(Stored data)
^^^^^^^^
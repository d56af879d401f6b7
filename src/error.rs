use thiserror::Error;

/// 应用程序错误类型
#[derive(Debug, Error)]
pub enum AppError {
    /// 配置错误
    #[error("配置错误: {0}")]
    Config(#[from] ConfigError),
    /// 文件操作错误
    #[error("文件错误: {0}")]
    File(#[from] FileError),
    /// 编译服务调用错误
    #[error("API错误: {0}")]
    Api(#[from] ApiError),
    /// LLM 服务错误
    #[error("LLM错误: {0}")]
    Llm(#[from] LlmError),
}

/// 配置错误
#[derive(Debug, Error)]
pub enum ConfigError {
    /// 必需的凭据不存在
    #[error("环境变量 {var_name} 不存在，无法调用 LLM 服务")]
    MissingApiKey { var_name: String },

    /// 环境变量解析失败
    #[error("环境变量 {var_name} 解析失败: 值 '{value}' 无法转换为 {expected_type}")]
    EnvVarParseFailed {
        var_name: String,
        value: String,
        expected_type: String,
    },

    /// 配置文件解析失败
    #[error("配置文件解析失败 ({path}): {source}")]
    TomlParseFailed {
        path: String,
        #[source]
        source: toml::de::Error,
    },
}

/// 文件操作错误
#[derive(Debug, Error)]
pub enum FileError {
    /// 读取文件失败
    #[error("读取文件失败 ({path}): {source}")]
    ReadFailed {
        path: String,
        #[source]
        source: std::io::Error,
    },

    /// 写入文件失败
    #[error("写入文件失败 ({path}): {source}")]
    WriteFailed {
        path: String,
        #[source]
        source: std::io::Error,
    },

    /// JSON 解析失败
    #[error("JSON解析失败 ({path}): {source}")]
    JsonParseFailed {
        path: String,
        #[source]
        source: serde_json::Error,
    },
}

/// 编译服务 API 错误
#[derive(Debug, Error)]
pub enum ApiError {
    /// 网络请求失败（超时、连接错误、非 2xx 状态码）
    #[error("API请求失败 ({endpoint}): {source}")]
    RequestFailed {
        endpoint: String,
        #[source]
        source: reqwest::Error,
    },

    /// 响应体不是合法 JSON
    #[error("API响应解析失败 ({endpoint}): {source}")]
    JsonParseFailed {
        endpoint: String,
        #[source]
        source: serde_json::Error,
    },
}

/// LLM 服务错误
#[derive(Debug, Error)]
pub enum LlmError {
    /// API 调用失败
    #[error("LLM API调用失败 (模型: {model}): {source}")]
    ApiCallFailed {
        model: String,
        #[source]
        source: async_openai::error::OpenAIError,
    },

    /// 返回内容为空
    #[error("LLM返回内容为空 (模型: {model})")]
    EmptyContent { model: String },

    /// 返回内容不是合法 JSON
    #[error("LLM返回内容不是合法JSON: {source}")]
    ReplyNotJson {
        #[source]
        source: serde_json::Error,
    },

    /// 返回的 JSON 不是对象
    #[error("LLM返回的JSON不是对象: {found}")]
    ReplyNotObject { found: String },

    /// 返回的对象没有任何可用字段
    #[error("LLM返回的对象不包含任何可用字段")]
    EmptyPatch,

    /// 补全结果缺少请求的字段
    #[error("LLM未补全以下字段: {}", missing.join(", "))]
    IncompletePatch { missing: Vec<String> },
}

// ========== 便捷构造函数 ==========

impl FileError {
    /// 创建文件读取错误
    pub fn read_failed(path: impl Into<String>, source: std::io::Error) -> Self {
        FileError::ReadFailed {
            path: path.into(),
            source,
        }
    }

    /// 创建文件写入错误
    pub fn write_failed(path: impl Into<String>, source: std::io::Error) -> Self {
        FileError::WriteFailed {
            path: path.into(),
            source,
        }
    }
}

// ========== Result 类型别名 ==========

/// 应用程序结果类型
pub type AppResult<T> = Result<T, AppError>;
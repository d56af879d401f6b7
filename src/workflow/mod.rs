pub mod question_ctx;
pub mod question_flow;

pub use question_ctx::QuestionCtx;
pub use question_flow::{ProcessResult, QuestionFlow, StageResult};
^^^^^^^^
**BRIEF**
Scan the records above for the word "ConfigError". Copy each line that has it.

**TASK ANSWER**
    Config(#[from] ConfigError),
pub enum ConfigError {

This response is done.